Data listing.
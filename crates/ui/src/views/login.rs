use dioxus::prelude::*;
use dioxus_router::{Link, use_navigator};

use crate::context::AppContext;
use crate::routes::Route;
use crate::views::ViewError;

#[component]
pub fn LoginView() -> Element {
    let ctx = use_context::<AppContext>();
    let navigator = use_navigator();
    let mut email = use_signal(String::new);
    let mut password = use_signal(String::new);
    let mut error = use_signal(|| None::<ViewError>);
    let mut busy = use_signal(|| false);

    let submit = move |_| {
        if busy() {
            return;
        }
        let auth = ctx.auth();
        let tokens = ctx.tokens();
        let email_value = email().trim().to_string();
        let password_value = password();
        if email_value.is_empty() || password_value.is_empty() {
            error.set(Some(ViewError::local("Email and password are required.")));
            return;
        }
        let mut busy = busy;
        let mut error = error;
        spawn(async move {
            busy.set(true);
            error.set(None);
            match auth.login(&email_value, &password_value).await {
                Ok(token) => {
                    if let Err(err) = tokens.set(token.as_str()) {
                        error.set(Some(ViewError::local(err.to_string())));
                    } else {
                        navigator.replace(Route::Dashboard {});
                    }
                }
                Err(err) => error.set(Some(err.into())),
            }
            busy.set(false);
        });
    };

    rsx! {
        div { class: "auth-page",
            div { class: "auth-card",
                h2 { "Sign in" }
                if let Some(err) = error() {
                    p { class: "error-banner", "{err.message()}" }
                }
                label { "Email"
                    input {
                        r#type: "email",
                        value: "{email()}",
                        oninput: move |evt| email.set(evt.value()),
                    }
                }
                label { "Password"
                    input {
                        r#type: "password",
                        value: "{password()}",
                        oninput: move |evt| password.set(evt.value()),
                    }
                }
                button {
                    class: "btn btn-primary",
                    r#type: "button",
                    disabled: busy(),
                    onclick: submit,
                    if busy() { "Signing in..." } else { "Sign in" }
                }
                p { class: "auth-switch",
                    "No account yet? "
                    Link { to: Route::Signup {}, "Create one" }
                }
            }
        }
    }
}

Your assignment. Give back, unchanged, the run of lines in the listing above that begins at the line containing "let tokens = ctx.tokens();" and ends at the line containing "busy.set(false);", both included.

Answer to the problem.
        let tokens = ctx.tokens();
        let email_value = email().trim().to_string();
        let password_value = password();
        if email_value.is_empty() || password_value.is_empty() {
            error.set(Some(ViewError::local("Email and password are required.")));
            return;
        }
        let mut busy = busy;
        let mut error = error;
        spawn(async move {
            busy.set(true);
            error.set(None);
            match auth.login(&email_value, &password_value).await {
                Ok(token) => {
                    if let Err(err) = tokens.set(token.as_str()) {
                        error.set(Some(ViewError::local(err.to_string())));
                    } else {
                        navigator.replace(Route::Dashboard {});
                    }
                }
                Err(err) => error.set(Some(err.into())),
            }
            busy.set(false);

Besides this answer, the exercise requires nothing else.